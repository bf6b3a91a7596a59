use std::time::{Duration, Instant};

use anyhow::Result;
use crossterm::event::{KeyCode, KeyEvent};
use tui::{
    backend::Backend,
    layout::{Constraint, Direction, Layout, Rect},
    style::{Color, Modifier, Style},
    text::Spans,
    widgets::{Block, Borders, Cell, Clear, Paragraph, Row, Table, TableState},
    Frame,
};

use crate::models::{Client, Page};
use crate::ui::components::search_input::SearchInputState;
use crate::ui::components::toast::{render_toast, ToastState};
use crate::ui::{centered_rect, poll_key};

const SEARCH_DEBOUNCE: Duration = Duration::from_millis(300);

// Represents the state of the client list screen
pub struct ClientsState {
    search: SearchInputState,
    searching: bool,
    clients: Vec<Client>,
    table_state: TableState,
    page: usize,
    total_pages: usize,
    total: usize,
    is_loading: bool,
    confirm_delete: Option<i32>,
    pub toasts: ToastState,
}

pub enum ClientAction {
    Back,
    NewClient,
    EditClient(i32),
    DeleteClient(i32),
    /// Debounced search query became ready; fetch page 1 with it.
    Search(String),
    LoadNextPage,
}

impl ClientsState {
    pub fn new() -> Self {
        Self {
            search: SearchInputState::new(),
            searching: false,
            clients: Vec::new(),
            table_state: TableState::default(),
            page: 0,
            total_pages: 0,
            total: 0,
            is_loading: false,
            confirm_delete: None,
            toasts: ToastState::new(),
        }
    }

    pub fn committed_search(&self) -> Option<&str> {
        let committed = self.search.committed();
        if committed.is_empty() {
            None
        } else {
            Some(committed)
        }
    }

    pub fn page(&self) -> usize {
        self.page
    }

    pub fn begin_loading(&mut self) {
        self.is_loading = true;
    }

    pub fn finish_loading(&mut self) {
        self.is_loading = false;
    }

    pub fn reset_with(&mut self, page: Page<Client>) {
        self.page = page.page;
        self.total_pages = page.total_pages;
        self.total = page.total;
        self.clients = page.items;
        self.table_state = TableState::default();
        if !self.clients.is_empty() {
            self.table_state.select(Some(0));
        }
    }

    pub fn append(&mut self, page: Page<Client>) {
        self.page = page.page;
        self.total_pages = page.total_pages;
        self.total = page.total;
        self.clients.extend(page.items);
    }

    pub fn has_more(&self) -> bool {
        self.page < self.total_pages
    }

    fn at_end(&self) -> bool {
        match self.table_state.selected() {
            Some(i) => i + 1 >= self.clients.len(),
            None => true,
        }
    }

    fn next(&mut self) {
        if self.clients.is_empty() {
            return;
        }
        let i = match self.table_state.selected() {
            Some(i) => (i + 1).min(self.clients.len() - 1),
            None => 0,
        };
        self.table_state.select(Some(i));
    }

    fn previous(&mut self) {
        if self.clients.is_empty() {
            return;
        }
        let i = match self.table_state.selected() {
            Some(i) => i.saturating_sub(1),
            None => 0,
        };
        self.table_state.select(Some(i));
    }

    pub fn selected_client_id(&self) -> Option<i32> {
        self.table_state
            .selected()
            .and_then(|i| self.clients.get(i))
            .map(|client| client.id)
    }

    fn selected_client_name(&self) -> Option<&str> {
        self.table_state
            .selected()
            .and_then(|i| self.clients.get(i))
            .map(|client| client.name.as_str())
    }
}

pub fn render_clients<B: Backend>(frame: &mut Frame<B>, state: &mut ClientsState) {
    let chunks = Layout::default()
        .direction(Direction::Vertical)
        .constraints(
            [
                Constraint::Length(3), // Search
                Constraint::Min(3),    // Table
                Constraint::Length(3), // Toast
                Constraint::Length(3), // Key help
            ]
            .as_ref(),
        )
        .split(frame.size());

    let search_value = if state.searching {
        state.search.display_string()
    } else if state.search.value().is_empty() {
        "press / to search".to_string()
    } else {
        state.search.value().to_string()
    };
    let search_style = if state.searching {
        Style::default().fg(Color::Yellow)
    } else {
        Style::default().fg(Color::Gray)
    };
    let search = Paragraph::new(search_value)
        .style(search_style)
        .block(Block::default().title("Search").borders(Borders::ALL));
    frame.render_widget(search, chunks[0]);

    let header_cells = ["Name", "Tax Id", "Email", "Phone"]
        .iter()
        .map(|h| Cell::from(*h).style(Style::default().fg(Color::Yellow)));
    let header = Row::new(header_cells).height(1).bottom_margin(1);

    let rows = state.clients.iter().map(|client| {
        Row::new(vec![
            Cell::from(client.name.as_str()),
            Cell::from(client.tax_id.as_str()),
            Cell::from(client.email.as_str()),
            Cell::from(client.phone.as_str()),
        ])
        .height(1)
    });

    let title = if state.is_loading {
        "Clients (loading...)".to_string()
    } else {
        format!("Clients ({} of {} loaded)", state.clients.len(), state.total)
    };
    let table = Table::new(rows)
        .header(header)
        .block(Block::default().title(title).borders(Borders::ALL))
        .highlight_style(
            Style::default()
                .bg(Color::Blue)
                .fg(Color::White)
                .add_modifier(Modifier::BOLD),
        )
        .widths(&[
            Constraint::Percentage(35),
            Constraint::Percentage(20),
            Constraint::Percentage(25),
            Constraint::Percentage(20),
        ]);
    frame.render_stateful_widget(table, chunks[1], &mut state.table_state);

    render_toast(frame, chunks[2], &state.toasts);

    let help = if state.searching {
        "Type to search | Enter - Done | Esc - Close search"
    } else {
        "</> Search | <N> New | <E> Edit | <D> Delete | <Esc> Back"
    };
    let buttons = Paragraph::new(help)
        .block(Block::default().borders(Borders::TOP))
        .style(Style::default().fg(Color::White));
    frame.render_widget(buttons, chunks[3]);

    if state.confirm_delete.is_some() {
        render_delete_confirm(frame, frame.size(), state.selected_client_name().unwrap_or(""));
    }
}

fn render_delete_confirm<B: Backend>(frame: &mut Frame<B>, size: Rect, name: &str) {
    let popup_area = centered_rect(60, 20, size);
    frame.render_widget(Clear, popup_area);

    let prompt = Paragraph::new(vec![
        Spans::from(""),
        Spans::from(format!("Delete client \"{name}\"?")),
        Spans::from(""),
        Spans::from("Y - Delete | N - Cancel"),
    ])
    .block(Block::default().title("Confirm").borders(Borders::ALL))
    .style(Style::default().fg(Color::Red));

    frame.render_widget(prompt, popup_area);
}

/// Key handling, split out so tests can drive it without a terminal.
pub fn apply_key(state: &mut ClientsState, key: KeyEvent) -> Option<ClientAction> {
    if let Some(id) = state.confirm_delete {
        match key.code {
            KeyCode::Char('y') | KeyCode::Enter => {
                state.confirm_delete = None;
                return Some(ClientAction::DeleteClient(id));
            }
            KeyCode::Char('n') | KeyCode::Esc => {
                state.confirm_delete = None;
            }
            _ => {}
        }
        return None;
    }

    if state.searching {
        match key.code {
            KeyCode::Enter | KeyCode::Esc => {
                state.searching = false;
            }
            code => state.search.handle_input(code),
        }
        return None;
    }

    match key.code {
        KeyCode::Esc | KeyCode::Char('q') => Some(ClientAction::Back),
        KeyCode::Char('/') => {
            state.searching = true;
            None
        }
        KeyCode::Char('n') => Some(ClientAction::NewClient),
        KeyCode::Char('e') | KeyCode::Enter => {
            state.selected_client_id().map(ClientAction::EditClient)
        }
        KeyCode::Char('d') => {
            state.confirm_delete = state.selected_client_id();
            None
        }
        KeyCode::Char('x') => {
            // Clear the search without entering search mode.
            state.search.clear();
            None
        }
        KeyCode::Down => {
            if state.at_end() && state.has_more() && !state.is_loading {
                Some(ClientAction::LoadNextPage)
            } else {
                state.next();
                None
            }
        }
        KeyCode::Up => {
            state.previous();
            None
        }
        _ => None,
    }
}

pub fn handle_input(state: &mut ClientsState) -> Result<Option<ClientAction>> {
    match poll_key()? {
        Some(key) => Ok(apply_key(state, key)),
        None => {
            let now = Instant::now();
            state.toasts.tick(now);
            Ok(state
                .search
                .take_ready(now, SEARCH_DEBOUNCE)
                .map(ClientAction::Search))
        }
    }
}

#[cfg(test)]
mod tests {
    use super::*;
    use crossterm::event::KeyModifiers;

    fn client(id: i32, name: &str) -> Client {
        Client {
            id,
            name: name.to_string(),
            tax_id: format!("TAX-{id}"),
            document_type_id: None,
            email: String::new(),
            phone: String::new(),
            address: None,
        }
    }

    fn page(items: Vec<Client>, page: usize, total_pages: usize) -> Page<Client> {
        let total = items.len();
        Page {
            items,
            page,
            total_pages,
            total,
        }
    }

    fn key(code: KeyCode) -> KeyEvent {
        KeyEvent::new(code, KeyModifiers::NONE)
    }

    #[test]
    fn typed_characters_go_to_the_search_box_in_search_mode() {
        let mut state = ClientsState::new();
        state.reset_with(page(vec![client(1, "a")], 1, 1));

        apply_key(&mut state, key(KeyCode::Char('/')));
        // 'n' must not be read as "new client" while searching.
        assert!(apply_key(&mut state, key(KeyCode::Char('n'))).is_none());
        assert_eq!(state.search.value(), "n");

        apply_key(&mut state, key(KeyCode::Esc));
        assert!(!state.searching);
    }

    #[test]
    fn delete_asks_for_confirmation_first() {
        let mut state = ClientsState::new();
        state.reset_with(page(vec![client(5, "acme")], 1, 1));

        assert!(apply_key(&mut state, key(KeyCode::Char('d'))).is_none());
        assert_eq!(state.confirm_delete, Some(5));

        match apply_key(&mut state, key(KeyCode::Char('y'))) {
            Some(ClientAction::DeleteClient(id)) => assert_eq!(id, 5),
            _ => panic!("expected a delete action"),
        }
    }

    #[test]
    fn declining_the_confirmation_deletes_nothing() {
        let mut state = ClientsState::new();
        state.reset_with(page(vec![client(5, "acme")], 1, 1));

        apply_key(&mut state, key(KeyCode::Char('d')));
        assert!(apply_key(&mut state, key(KeyCode::Char('n'))).is_none());
        assert_eq!(state.confirm_delete, None);
    }

    #[test]
    fn scrolling_past_the_end_requests_the_next_page() {
        let mut state = ClientsState::new();
        state.reset_with(page(vec![client(1, "a")], 1, 2));

        assert!(matches!(
            apply_key(&mut state, key(KeyCode::Down)),
            Some(ClientAction::LoadNextPage)
        ));

        state.begin_loading();
        assert!(apply_key(&mut state, key(KeyCode::Down)).is_none());
    }
}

REQUIREMENT: Filter the entries down to the lines holding the string "Paragraph". Copy each of those lines.

RESPONSE TO THE TASK:
    widgets::{Block, Borders, Cell, Clear, Paragraph, Row, Table, TableState},
    let search = Paragraph::new(search_value)
    let buttons = Paragraph::new(help)
    let prompt = Paragraph::new(vec![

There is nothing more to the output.